A focused beginner's guide to React's two essential hooks — useState for component state and useEffect for side effects like data fetching, subscriptions, and timers.

·10 min read · By Yash Kesharwani
Beginner 12 min read

What you'll learn

  • What hooks are and the rules that govern them
  • useState in depth — initial values, updater functions, lazy init
  • useEffect — when it runs, what the dependency array means, and cleanup
  • How to fetch data inside an effect without leaks
  • The common pitfalls (infinite loops, stale closures) and how to avoid them

Prerequisites

  • A working understanding of props and state — see Props and State
  • Comfort with JavaScript closures and async/await

Hooks are the modern way to add state and side effects to function components. Two of them — useState and useEffect — cover the overwhelming majority of what beginner React code needs. This post is the practical deep dive.

What a hook is

A hook is a special function that lets a component “hook into” React features. Hooks always start with use: useState, useEffect, useRef, useMemo, and so on. React maintains state and effects per component, behind the scenes, by matching hook calls to slots based on the order they appear.

That implementation detail leads to two strict rules.

The rules of hooks

1. Only call hooks at the top level of your component.

Never inside loops, conditions, or nested functions.

// Wrong — conditional hook
function Bad({ user }) {
  if (user) {
    const [name, setName] = useState(user.name);
  }
}

// Right — call the hook unconditionally, branch on the value
function Good({ user }) {
  const [name, setName] = useState(user?.name ?? '');
}

2. Only call hooks from React function components or other hooks.

Not from plain functions, event handlers, or class methods.

The Vite template ships with an ESLint plugin that catches both rule violations.

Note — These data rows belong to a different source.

/*!
 * # bunkai - decompose media into flash cards
 *
 * A Rust library for turning subtitles, and optionally the media they belong
 * to, into flash cards for spaced-repetition software such as Anki.
 *
 * ## Features
 *
 * - Read SRT subtitle tracks
 * - Collapse progressively revealed, overlapping caption fragments
 * - Align a translation track to the foreign track by time overlap
 * - Cut an audio clip and a still frame per card with ffmpeg
 * - Write Anki-importable tab-separated (or other delimited) output
 *
 * ## Architecture
 *
 * The library is organized in these main modules:
 * - `subtitle_processor`: Cues, tracks and SRT reading
 * - `normalizer`: Collapsing redundant cue fragments
 * - `aligner`: Cross-track alignment by time overlap
 * - `export`: Card records and delimited serialization
 * - `media`: Media clip extraction (ffmpeg)
 * - `app_controller`: Main application controller
 * - `app_config`: Configuration management
 * - `file_utils`: File system operations and output layout
 * - `errors`: Custom error types for the application
 *
 * ## License
 *
 * This project is licensed under the MIT License
 */

// Global lints configuration
// These lints will be allowed but not auto-fixed
#![allow(clippy::uninlined_format_args)]
#![allow(clippy::redundant_closure_for_method_calls)]

// Public modules
pub mod app_config;
pub mod file_utils;
pub mod subtitle_processor;
pub mod normalizer;
pub mod aligner;
pub mod export;
pub mod media;
pub mod app_controller;
pub mod errors;

// Re-export main types for easier usage
pub use app_config::Config;
pub use subtitle_processor::{Cue, Track};
pub use normalizer::{normalize, remove_overlap};
pub use aligner::align;
pub use export::{CardExporter, ExportRecord, RecordWriter};
pub use media::{FfmpegExtractor, MediaExtractor, MediaSource, TimeWindow};
pub use errors::{AppError, ExportError, MediaError, SubtitleError};
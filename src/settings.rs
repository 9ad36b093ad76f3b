use std::fs::OpenOptions;
use std::io::BufReader;
use std::path::{Path, PathBuf};
use std::sync::{PoisonError, RwLock};

use serde::{Deserialize, Serialize};
use thiserror::Error;

use crate::types::DEFAULT_MAX_STEPS;

pub const SETTINGS_FILE: &str = "settings.json";
pub const DEFAULT_PROVIDER: &str = "openai";
pub const DEFAULT_MODEL: &str = "gpt-4o-mini";

#[derive(Debug, Error)]
pub enum SettingsError {
    #[error("Settings I/O error: {0}")]
    Io(#[from] std::io::Error),

    #[error("Settings file is not valid JSON: {0}")]
    Parse(#[from] serde_json::Error),
}

#[derive(Debug, Clone, Copy, PartialEq, Eq, Serialize, Deserialize)]
#[serde(rename_all = "camelCase", default)]
pub struct SafetyPolicy {
    pub require_confirm_risky: bool,
}

impl Default for SafetyPolicy {
    fn default() -> Self {
        Self { require_confirm_risky: true }
    }
}

/// User preferences. Fields missing from the stored file take their defaults.
#[derive(Debug, Clone, PartialEq, Serialize, Deserialize)]
#[serde(rename_all = "camelCase", default)]
pub struct Settings {
    pub api_key: String,
    pub provider: String,
    pub model: String,
    pub allowlist: Vec<String>,
    pub denylist: Vec<String>,
    pub safety: SafetyPolicy,
    pub max_steps: u32,
}

impl Default for Settings {
    fn default() -> Self {
        Self {
            api_key: String::new(),
            provider: DEFAULT_PROVIDER.to_string(),
            model: DEFAULT_MODEL.to_string(),
            allowlist: Vec::new(),
            denylist: Vec::new(),
            safety: SafetyPolicy::default(),
            max_steps: DEFAULT_MAX_STEPS,
        }
    }
}

pub fn load_settings(path: &Path) -> Result<Settings, SettingsError> {
    if !path.exists() {
        return Ok(Settings::default());
    }
    let file = std::fs::File::open(path)?;
    let reader = BufReader::new(file);
    let settings: Settings = serde_json::from_reader(reader)?;
    Ok(settings)
}

pub fn save_settings(path: &Path, settings: &Settings) -> Result<(), SettingsError> {
    if let Some(parent) = path.parent().filter(|p| !p.as_os_str().is_empty()) {
        std::fs::create_dir_all(parent)?;
    }
    let file = OpenOptions::new()
        .write(true)
        .create(true)
        .truncate(true)
        .open(path)?;

    serde_json::to_writer_pretty(file, settings)?;
    Ok(())
}

/// `<config dir>/webcursor/settings.json`, falling back to the working
/// directory when the platform has no config dir.
pub fn default_settings_path() -> PathBuf {
    dirs::config_dir()
        .map(|dir| dir.join("webcursor"))
        .unwrap_or_default()
        .join(SETTINGS_FILE)
}

/// Settings file plus an in-memory copy shared by the control panel and the
/// reasoning client.
pub struct SettingsStore {
    path: PathBuf,
    current: RwLock<Settings>,
}

impl SettingsStore {
    pub fn open(path: impl Into<PathBuf>) -> Result<Self, SettingsError> {
        let path = path.into();
        let current = load_settings(&path)?;
        Ok(Self {
            path,
            current: RwLock::new(current),
        })
    }

    /// Store that never touches disk until [`save`](Self::save) is called.
    pub fn in_memory(path: impl Into<PathBuf>, settings: Settings) -> Self {
        Self {
            path: path.into(),
            current: RwLock::new(settings),
        }
    }

    pub fn path(&self) -> &Path {
        &self.path
    }

    pub fn get(&self) -> Settings {
        self.current
            .read()
            .unwrap_or_else(PoisonError::into_inner)
            .clone()
    }

    /// Replace the settings wholesale and persist them.
    pub fn save(&self, settings: Settings) -> Result<(), SettingsError> {
        save_settings(&self.path, &settings)?;
        *self.current.write().unwrap_or_else(PoisonError::into_inner) = settings;
        Ok(())
    }
}
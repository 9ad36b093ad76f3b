//! In-memory [`Page`] used by unit tests.

use std::collections::{HashMap, VecDeque};
use std::sync::Mutex;

use async_trait::async_trait;

use crate::page::{
    DomEvent, NodeRef, OverlayCommand, Page, PageError, PathSegment, RawCandidate, RawCapture,
};
use crate::types::Rect;

#[derive(Debug, Clone)]
pub struct FakeNode {
    tag: String,
    dom_id: Option<String>,
    classes: Vec<String>,
    attrs: HashMap<String, String>,
    text: String,
    rect: Rect,
    display: String,
    visibility: String,
    disabled: bool,
    editable: bool,
    detached: bool,
    pub value: String,
    pub text_content: String,
}

impl FakeNode {
    pub fn new(tag: &str) -> Self {
        Self {
            tag: tag.to_string(),
            dom_id: None,
            classes: Vec::new(),
            attrs: HashMap::new(),
            text: String::new(),
            rect: Rect { top: 0.0, left: 0.0, width: 100.0, height: 20.0 },
            display: "inline-block".to_string(),
            visibility: "visible".to_string(),
            disabled: false,
            editable: false,
            detached: false,
            value: String::new(),
            text_content: String::new(),
        }
    }

    pub fn text(mut self, text: &str) -> Self {
        self.text = text.to_string();
        self
    }

    pub fn attr(mut self, name: &str, value: &str) -> Self {
        self.attrs.insert(name.to_string(), value.to_string());
        self
    }

    pub fn dom_id(mut self, id: &str) -> Self {
        self.dom_id = Some(id.to_string());
        self
    }

    pub fn classes(mut self, classes: &[&str]) -> Self {
        self.classes = classes.iter().map(|c| c.to_string()).collect();
        self
    }

    pub fn size(mut self, width: f64, height: f64) -> Self {
        self.rect.width = width;
        self.rect.height = height;
        self
    }

    pub fn at(mut self, top: f64, left: f64) -> Self {
        self.rect.top = top;
        self.rect.left = left;
        self
    }

    pub fn display(mut self, display: &str) -> Self {
        self.display = display.to_string();
        self
    }

    pub fn visibility(mut self, visibility: &str) -> Self {
        self.visibility = visibility.to_string();
        self
    }

    pub fn disabled(mut self) -> Self {
        self.disabled = true;
        self
    }

    pub fn editable(mut self) -> Self {
        self.editable = true;
        self
    }
}

#[derive(Debug, Clone, PartialEq)]
pub enum PageCall {
    Capture(u64),
    Focus(u32),
    Click(u32),
    SetValue(u32, String),
    SetText(u32, String),
    Dispatch(u32, DomEvent),
    ScrollBy(f64),
    Navigate(String),
    Render(OverlayCommand),
}

impl PageCall {
    /// Calls that change the document, as opposed to reads and overlay drawing.
    pub fn is_mutation(&self) -> bool {
        !matches!(self, PageCall::Capture(_) | PageCall::Render(_))
    }
}

#[derive(Default)]
struct Inner {
    url: String,
    title: String,
    body_text: String,
    nodes: Vec<FakeNode>,
    generation: u64,
    calls: Vec<PageCall>,
    modal_script: VecDeque<bool>,
    modal_answer: Option<bool>,
    click_navigations: HashMap<u32, String>,
    fail_capture: bool,
}

pub struct FakePage {
    inner: Mutex<Inner>,
}

impl FakePage {
    pub fn new(url: &str, title: &str) -> Self {
        Self {
            inner: Mutex::new(Inner {
                url: url.to_string(),
                title: title.to_string(),
                ..Inner::default()
            }),
        }
    }

    /// Append a node to `<body>`; returns its capture slot.
    pub fn add(&self, node: FakeNode) -> u32 {
        let mut inner = self.inner.lock().unwrap();
        inner.nodes.push(node);
        (inner.nodes.len() - 1) as u32
    }

    pub fn detach(&self, slot: u32) {
        self.inner.lock().unwrap().nodes[slot as usize].detached = true;
    }

    pub fn node(&self, slot: u32) -> FakeNode {
        self.inner.lock().unwrap().nodes[slot as usize].clone()
    }

    pub fn set_body_text(&self, text: &str) {
        self.inner.lock().unwrap().body_text = text.to_string();
    }

    pub fn url(&self) -> String {
        self.inner.lock().unwrap().url.clone()
    }

    /// Clicking `slot` moves the page to `url`.
    pub fn navigate_on_click(&self, slot: u32, url: &str) {
        self.inner
            .lock()
            .unwrap()
            .click_navigations
            .insert(slot, url.to_string());
    }

    /// Answers the in-page modal gives, one per modal shown.
    pub fn script_modal(&self, answers: &[bool]) {
        self.inner.lock().unwrap().modal_script = answers.iter().copied().collect();
    }

    pub fn fail_next_capture(&self) {
        self.inner.lock().unwrap().fail_capture = true;
    }

    pub fn calls(&self) -> Vec<PageCall> {
        self.inner.lock().unwrap().calls.clone()
    }

    pub fn mutations(&self) -> Vec<PageCall> {
        self.calls().into_iter().filter(PageCall::is_mutation).collect()
    }

    pub fn overlay(&self) -> Vec<OverlayCommand> {
        self.calls()
            .into_iter()
            .filter_map(|call| match call {
                PageCall::Render(command) => Some(command),
                _ => None,
            })
            .collect()
    }

    pub fn capture_count(&self) -> usize {
        self.calls()
            .iter()
            .filter(|call| matches!(call, PageCall::Capture(_)))
            .count()
    }

    fn with_node<T>(
        &self,
        node: NodeRef,
        call: PageCall,
        f: impl FnOnce(&mut FakeNode) -> T,
    ) -> Result<T, PageError> {
        let mut inner = self.inner.lock().unwrap();
        inner.calls.push(call);
        if node.generation != inner.generation {
            return Err(PageError::Detached);
        }
        match inner.nodes.get_mut(node.slot as usize) {
            Some(found) if !found.detached => Ok(f(found)),
            _ => Err(PageError::Detached),
        }
    }
}

#[async_trait]
impl Page for FakePage {
    async fn capture(&self, generation: u64) -> Result<RawCapture, PageError> {
        let mut inner = self.inner.lock().unwrap();
        inner.calls.push(PageCall::Capture(generation));
        if std::mem::take(&mut inner.fail_capture) {
            return Err(PageError::Script("capture failed".into()));
        }
        inner.generation = generation;

        let body = PathSegment {
            tag: "body".into(),
            classes: Vec::new(),
            same_tag_count: 1,
            nth_of_type: 1,
        };
        let live: Vec<&FakeNode> = inner.nodes.iter().filter(|n| !n.detached).collect();
        let mut candidates = Vec::new();
        for (slot, node) in inner.nodes.iter().enumerate() {
            if node.detached {
                continue;
            }
            let same: Vec<_> = live.iter().filter(|n| n.tag == node.tag).collect();
            let nth = same
                .iter()
                .position(|n| std::ptr::eq(**n, node))
                .map(|i| i + 1)
                .unwrap_or(1);
            candidates.push(RawCandidate {
                slot: slot as u32,
                tag: node.tag.to_uppercase(),
                dom_id: node.dom_id.clone(),
                role: node.attrs.get("role").cloned(),
                text: node.text.clone(),
                placeholder: node.attrs.get("placeholder").cloned(),
                name: node.attrs.get("name").cloned(),
                input_type: node.attrs.get("type").cloned(),
                aria_label: node.attrs.get("aria-label").cloned(),
                disabled: node.disabled,
                rect: node.rect,
                display: node.display.clone(),
                visibility: node.visibility.clone(),
                path: vec![
                    PathSegment {
                        tag: node.tag.clone(),
                        classes: node.classes.clone(),
                        same_tag_count: same.len(),
                        nth_of_type: nth,
                    },
                    body.clone(),
                ],
            });
        }

        Ok(RawCapture {
            url: inner.url.clone(),
            title: inner.title.clone(),
            body_text: inner.body_text.clone(),
            candidates,
        })
    }

    async fn current_url(&self) -> Result<String, PageError> {
        Ok(self.url())
    }

    async fn bounding_rect(&self, node: NodeRef) -> Result<Option<Rect>, PageError> {
        let inner = self.inner.lock().unwrap();
        if node.generation != inner.generation {
            return Ok(None);
        }
        Ok(inner
            .nodes
            .get(node.slot as usize)
            .filter(|n| !n.detached)
            .map(|n| n.rect))
    }

    async fn is_content_editable(&self, node: NodeRef) -> Result<bool, PageError> {
        let inner = self.inner.lock().unwrap();
        Ok(inner
            .nodes
            .get(node.slot as usize)
            .map(|n| n.editable)
            .unwrap_or(false))
    }

    async fn focus(&self, node: NodeRef) -> Result<(), PageError> {
        self.with_node(node, PageCall::Focus(node.slot), |_| ())
    }

    async fn click(&self, node: NodeRef) -> Result<(), PageError> {
        self.with_node(node, PageCall::Click(node.slot), |_| ())?;
        let mut inner = self.inner.lock().unwrap();
        if let Some(url) = inner.click_navigations.get(&node.slot).cloned() {
            inner.url = url;
        }
        Ok(())
    }

    async fn set_value(&self, node: NodeRef, value: &str) -> Result<(), PageError> {
        self.with_node(node, PageCall::SetValue(node.slot, value.to_string()), |n| {
            n.value = value.to_string();
        })
    }

    async fn set_text_content(&self, node: NodeRef, text: &str) -> Result<(), PageError> {
        self.with_node(node, PageCall::SetText(node.slot, text.to_string()), |n| {
            n.text_content = text.to_string();
        })
    }

    async fn dispatch(&self, node: NodeRef, event: DomEvent) -> Result<(), PageError> {
        self.with_node(node, PageCall::Dispatch(node.slot, event), |_| ())
    }

    async fn scroll_by(&self, dy: f64) -> Result<(), PageError> {
        self.inner.lock().unwrap().calls.push(PageCall::ScrollBy(dy));
        Ok(())
    }

    async fn navigate(&self, url: &str) -> Result<(), PageError> {
        let mut inner = self.inner.lock().unwrap();
        inner.calls.push(PageCall::Navigate(url.to_string()));
        inner.url = url.to_string();
        Ok(())
    }

    async fn render(&self, command: OverlayCommand) -> Result<(), PageError> {
        let mut inner = self.inner.lock().unwrap();
        if matches!(command, OverlayCommand::ShowModal { .. }) {
            inner.modal_answer = inner.modal_script.pop_front();
        }
        if matches!(command, OverlayCommand::DismissModal) {
            inner.modal_answer = None;
        }
        inner.calls.push(PageCall::Render(command));
        Ok(())
    }

    async fn take_modal_answer(&self) -> Result<Option<bool>, PageError> {
        Ok(self.inner.lock().unwrap().modal_answer.take())
    }
}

Pay attention to its warnings.

useState in depth

You met useState in the previous post. Here is what is going on more thoroughly.

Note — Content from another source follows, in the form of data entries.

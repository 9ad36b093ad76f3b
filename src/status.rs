use chrono::{DateTime, Utc};
use serde::{Deserialize, Serialize};
use tokio::sync::broadcast;
use tracing::{error, info, warn};

#[derive(Debug, Clone, Copy, PartialEq, Eq, Serialize, Deserialize)]
#[serde(rename_all = "lowercase")]
pub enum StatusLevel {
    Info,
    Warn,
    Error,
    Success,
}

/// A user-facing log line streamed to whatever is displaying the run.
#[derive(Debug, Clone, PartialEq, Serialize, Deserialize)]
pub struct StatusEvent {
    pub message: String,
    pub level: StatusLevel,
    pub timestamp: DateTime<Utc>,
}

/// Fire-and-forget emitter for [`StatusEvent`]s.
///
/// Sending never fails the caller: with no subscribers the event is only
/// written to the tracing log.
#[derive(Clone)]
pub struct StatusSink {
    tx: broadcast::Sender<StatusEvent>,
}

impl StatusSink {
    pub fn new(capacity: usize) -> Self {
        let (tx, _) = broadcast::channel(capacity);
        Self { tx }
    }

    pub fn subscribe(&self) -> broadcast::Receiver<StatusEvent> {
        self.tx.subscribe()
    }

    pub fn emit(&self, level: StatusLevel, message: impl Into<String>) {
        let message = message.into();
        match level {
            StatusLevel::Info | StatusLevel::Success => info!(target: "webcursor::status", "{message}"),
            StatusLevel::Warn => warn!(target: "webcursor::status", "{message}"),
            StatusLevel::Error => error!(target: "webcursor::status", "{message}"),
        }
        let _ = self.tx.send(StatusEvent {
            message,
            level,
            timestamp: Utc::now(),
        });
    }

    pub fn info(&self, message: impl Into<String>) {
        self.emit(StatusLevel::Info, message);
    }

    pub fn warn(&self, message: impl Into<String>) {
        self.emit(StatusLevel::Warn, message);
    }

    pub fn error(&self, message: impl Into<String>) {
        self.emit(StatusLevel::Error, message);
    }

    pub fn success(&self, message: impl Into<String>) {
        self.emit(StatusLevel::Success, message);
    }
}

impl Default for StatusSink {
    fn default() -> Self {
        Self::new(64)
    }
}
use std::io::BufRead;
use std::path::PathBuf;
use std::process::ExitCode;
use std::sync::Arc;

use anyhow::{Context, Result};
use clap::{Args, Parser, Subcommand};
use dotenvy::dotenv;
use tracing::{info, warn};
use tracing_subscriber::EnvFilter;

use webcursor::chrome::DEFAULT_DEBUG_URL;
use webcursor::controller::ControlHandle;
use webcursor::face::{self, DEFAULT_PORT, PanelState};
use webcursor::settings::default_settings_path;
use webcursor::{
    Brain, BrowserOptions, ChromePage, Controller, Page, ReasoningClient, RunMode, RunOutcome,
    RunRequest, SettingsStore, StatusSink,
};

#[derive(Parser)]
#[command(name = "webcursor", version, about = "Operate a Chrome tab with an LLM-guided visible cursor")]
struct Cli {
    /// Settings file (defaults to the platform config dir).
    #[arg(long, global = true)]
    settings: Option<PathBuf>,

    #[command(subcommand)]
    command: Command,
}

#[derive(Subcommand)]
enum Command {
    /// Run one task in the terminal.
    Run {
        /// What the agent should do.
        task: String,

        /// Pause after every action until Enter is pressed.
        #[arg(long)]
        step: bool,

        /// Use the scripted demo planner instead of the model.
        #[arg(long)]
        demo: bool,

        /// Override the stored step budget.
        #[arg(long)]
        max_steps: Option<u32>,

        /// Run risky actions without asking.
        #[arg(long)]
        no_confirm: bool,

        /// Add a domain to the allowlist for this run.
        #[arg(long = "allow", value_name = "DOMAIN")]
        allow: Vec<String>,

        /// Add a domain to the denylist for this run.
        #[arg(long = "deny", value_name = "DOMAIN")]
        deny: Vec<String>,

        #[command(flatten)]
        browser: BrowserArgs,
    },
    /// Serve the control panel.
    Serve {
        #[arg(long, default_value_t = DEFAULT_PORT)]
        port: u16,

        #[command(flatten)]
        browser: BrowserArgs,
    },
}

#[derive(Args)]
struct BrowserArgs {
    /// Open this page before starting.
    #[arg(long)]
    url: Option<String>,

    /// DevTools endpoint of a running Chrome to attach to.
    #[arg(long, default_value = DEFAULT_DEBUG_URL)]
    debug_url: String,

    /// Launch Chrome headless when no running instance is found.
    #[arg(long)]
    headless: bool,

    #[arg(long)]
    chrome_path: Option<PathBuf>,
}

impl BrowserArgs {
    async fn open(&self) -> Result<Arc<ChromePage>> {
        let options = BrowserOptions {
            debug_url: self.debug_url.clone(),
            headless: self.headless,
            chrome_path: self.chrome_path.clone(),
            ..BrowserOptions::default()
        };
        info!("Launching Chrome...");
        let page = ChromePage::open(options).await?;
        if let Some(url) = &self.url {
            page.goto(url).await.with_context(|| format!("Could not open {url}"))?;
        }
        Ok(Arc::new(page))
    }
}

#[tokio::main]
async fn main() -> Result<ExitCode> {
    dotenv().ok();
    tracing_subscriber::fmt()
        .with_env_filter(
            EnvFilter::try_from_default_env().unwrap_or_else(|_| EnvFilter::new("webcursor=info")),
        )
        .with_writer(std::io::stderr)
        .init();

    let cli = Cli::parse();
    let settings_path = cli.settings.unwrap_or_else(default_settings_path);
    let settings = Arc::new(
        SettingsStore::open(&settings_path)
            .with_context(|| format!("Failed to load {}", settings_path.display()))?,
    );

    match cli.command {
        Command::Run {
            task,
            step,
            demo,
            max_steps,
            no_confirm,
            allow,
            deny,
            browser,
        } => {
            let page = browser.open().await?;
            let controller = build_controller(page, &settings);

            let mut request = RunRequest::from_settings(task, &settings.get());
            request.demo_mode = demo;
            if step {
                request.mode = RunMode::Step;
            }
            if let Some(max_steps) = max_steps {
                request.max_steps = max_steps;
            }
            if no_confirm {
                request.safety.require_confirm_risky = false;
            }
            request.allowlist.extend(allow);
            request.denylist.extend(deny);

            // A plain thread so a pending stdin read never holds up shutdown.
            let terminal = controller.control();
            std::thread::spawn(move || forward_terminal_input(terminal));
            let control = controller.control();
            tokio::spawn(async move {
                if tokio::signal::ctrl_c().await.is_ok() {
                    control.stop();
                }
            });

            let report = controller.run(request).await?;
            println!("{}", serde_json::to_string_pretty(&report)?);
            Ok(match report.outcome {
                RunOutcome::Completed { .. } => ExitCode::SUCCESS,
                _ => ExitCode::FAILURE,
            })
        }
        Command::Serve { port, browser } => {
            let page = browser.open().await?;
            let controller = build_controller(page, &settings);
            face::serve(PanelState::new(Arc::new(controller), settings), port).await?;
            Ok(ExitCode::SUCCESS)
        }
    }
}

fn build_controller(
    page: Arc<ChromePage>,
    settings: &Arc<SettingsStore>,
) -> Controller<dyn Page, dyn ReasoningClient> {
    let page: Arc<dyn Page> = page;
    let brain: Arc<dyn ReasoningClient> = Arc::new(Brain::new(settings.clone()));
    Controller::new(page, brain, StatusSink::default())
}

/// Terminal stand-in for the panel buttons: Enter steps, `y`/`n` answer a
/// pending confirmation, `q` stops.
fn forward_terminal_input(control: ControlHandle) {
    for line in std::io::stdin().lock().lines() {
        let Ok(line) = line else { break };
        let handled = match line.trim() {
            "y" | "yes" => control.answer_confirmation(true),
            "n" | "no" => control.answer_confirmation(false),
            "q" | "quit" | "stop" => control.stop(),
            "" => control.step_continue(),
            other => {
                warn!("Unknown input '{}' (Enter = step, y/n = confirm, q = stop)", other);
                continue;
            }
        };
        if !handled {
            warn!("Nothing is waiting for that input");
        }
    }
}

const [value, setValue] = useState(initialValue);
  • value — the current value for this render
  • setValue — a function that schedules a state update and triggers a re-render
  • initialValue — used only on the first render and ignored on subsequent renders

The initial value

The initial value is set exactly once, the first time the component mounts. Re-renders ignore it.

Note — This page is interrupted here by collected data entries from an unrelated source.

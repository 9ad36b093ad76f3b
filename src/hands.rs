//! Performs proposed actions against the page.

use std::sync::Arc;

use thiserror::Error;
use tracing::debug;

use crate::overlay::Overlay;
use crate::page::{DomEvent, NodeRef, Page, PageError};
use crate::resolver::ElementMap;
use crate::types::{Action, ActionKind, Pacing, ScrollDirection};

const DEFAULT_SCROLL_AMOUNT: f64 = 400.0;

#[derive(Debug, Error)]
pub enum ActionError {
    /// Target id missing from the current snapshot, or the node is gone.
    #[error("Element {0} not found")]
    ElementNotFound(String),

    #[error("Action {kind} is missing its {field}")]
    MissingField { kind: &'static str, field: &'static str },

    #[error(transparent)]
    Page(#[from] PageError),
}

impl ActionError {
    pub fn is_element_not_found(&self) -> bool {
        matches!(self, ActionError::ElementNotFound(_))
    }
}

pub struct Executor<P: ?Sized> {
    page: Arc<P>,
    pacing: Pacing,
}

impl<P: Page + ?Sized> Executor<P> {
    pub fn new(page: Arc<P>, pacing: Pacing) -> Self {
        Self { page, pacing }
    }

    pub async fn execute(
        &self,
        action: &Action,
        elements: &ElementMap,
        overlay: &mut Overlay<P>,
    ) -> Result<(), ActionError> {
        match action.kind {
            ActionKind::Wait => {
                let wait = action
                    .duration
                    .map(std::time::Duration::from_millis)
                    .unwrap_or(self.pacing.default_wait);
                tokio::time::sleep(wait).await;
                Ok(())
            }
            ActionKind::Scroll => {
                let amount = action.amount.unwrap_or(DEFAULT_SCROLL_AMOUNT);
                let dy = match action.direction.unwrap_or_default() {
                    ScrollDirection::Up => -amount,
                    ScrollDirection::Down => amount,
                };
                self.page.scroll_by(dy).await?;
                tokio::time::sleep(self.pacing.scroll_settle).await;
                Ok(())
            }
            ActionKind::Navigate => {
                let url = action.url.as_deref().ok_or(ActionError::MissingField {
                    kind: "navigate",
                    field: "url",
                })?;
                self.page.navigate(url).await?;
                Ok(())
            }
            ActionKind::Click | ActionKind::Type | ActionKind::Select | ActionKind::Keypress => {
                let node = self.approach(action, elements, overlay).await?;
                self.interact(action, node, overlay).await
            }
        }
    }

    /// Resolve the target, glide the cursor to its centre and highlight it.
    async fn approach(
        &self,
        action: &Action,
        elements: &ElementMap,
        overlay: &mut Overlay<P>,
    ) -> Result<NodeRef, ActionError> {
        let id = action.target_element_id.as_deref().unwrap_or_default();
        let not_found = || ActionError::ElementNotFound(id.to_string());

        let node = elements.resolve(id).ok_or_else(not_found)?.node;
        let rect = self.page.bounding_rect(node).await?.ok_or_else(not_found)?;

        let (x, y) = rect.center();
        overlay
            .glide_to(x, y, self.pacing.cursor_travel, self.pacing.cursor_frames)
            .await;
        overlay.highlight(rect, &action.label()).await;
        debug!(element = id, x, y, "Cursor on target");
        Ok(node)
    }

    async fn interact(
        &self,
        action: &Action,
        node: NodeRef,
        overlay: &mut Overlay<P>,
    ) -> Result<(), ActionError> {
        let page = &self.page;
        let text = action.text.as_deref().unwrap_or_default();

        match action.kind {
            ActionKind::Click => {
                page.focus(node).await?;
                page.click(node).await?;
                overlay.ripple().await;
            }
            ActionKind::Type => {
                page.focus(node).await?;
                overlay.typing(true).await;
                let written = self.write_text(node, text).await;
                tokio::time::sleep(self.pacing.typing_delay).await;
                overlay.typing(false).await;
                written?;
            }
            ActionKind::Select => {
                page.focus(node).await?;
                page.set_value(node, text).await?;
                page.dispatch(node, DomEvent::Change).await?;
            }
            ActionKind::Keypress => {
                let key = action.key.clone().unwrap_or_default();
                page.dispatch(node, DomEvent::KeyDown(key.clone())).await?;
                page.dispatch(node, DomEvent::KeyUp(key)).await?;
            }
            ActionKind::Wait | ActionKind::Scroll | ActionKind::Navigate => {}
        }
        Ok(())
    }

    async fn write_text(&self, node: NodeRef, text: &str) -> Result<(), ActionError> {
        if self.page.is_content_editable(node).await? {
            self.page.set_text_content(node, text).await?;
        } else {
            self.page.set_value(node, text).await?;
            self.page.dispatch(node, DomEvent::Input).await?;
            self.page.dispatch(node, DomEvent::Change).await?;
        }
        Ok(())
    }
}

function Counter({ start }) {
  const [count, setCount] = useState(start);
  // count starts at `start` and stays there until setCount is called
}

If your initial value is expensive to compute, pass a function instead of a value. React will only call it on the first render:

const [items, setItems] = useState(() => loadItemsFromLocalStorage());

This is lazy initialisation. It is the standard pattern for any non-trivial default.

The updater function

When the new state depends on the previous state, use the functional form:

setCount((prev) => prev + 1);

Why this matters: state updates are batched. If you call setCount(count + 1) twice in a row, both calls capture the same count value and the counter only increments by one. The functional form receives the most up-to-date value:

function increment() {
  setCount((c) => c + 1);
  setCount((c) => c + 1);   // count goes up by 2
}

Adopt the functional form by default whenever the new state depends on the previous state.

Multiple useState calls

You can — and should — call useState more than once for unrelated values:

function Form() {
  const [name, setName] = useState('');
  const [email, setEmail] = useState('');
  const [submitting, setSubmitting] = useState(false);
  // ...
}

React identifies each hook by its call order, which is why the rules of hooks demand consistent ordering on every render.

Try it yourself. Write a useCounter hook of your own — a custom hook that wraps useState and returns { count, increment, decrement, reset }. Use it in two different components and confirm each instance keeps its own count. Custom hooks are the standard way to share stateful logic between components.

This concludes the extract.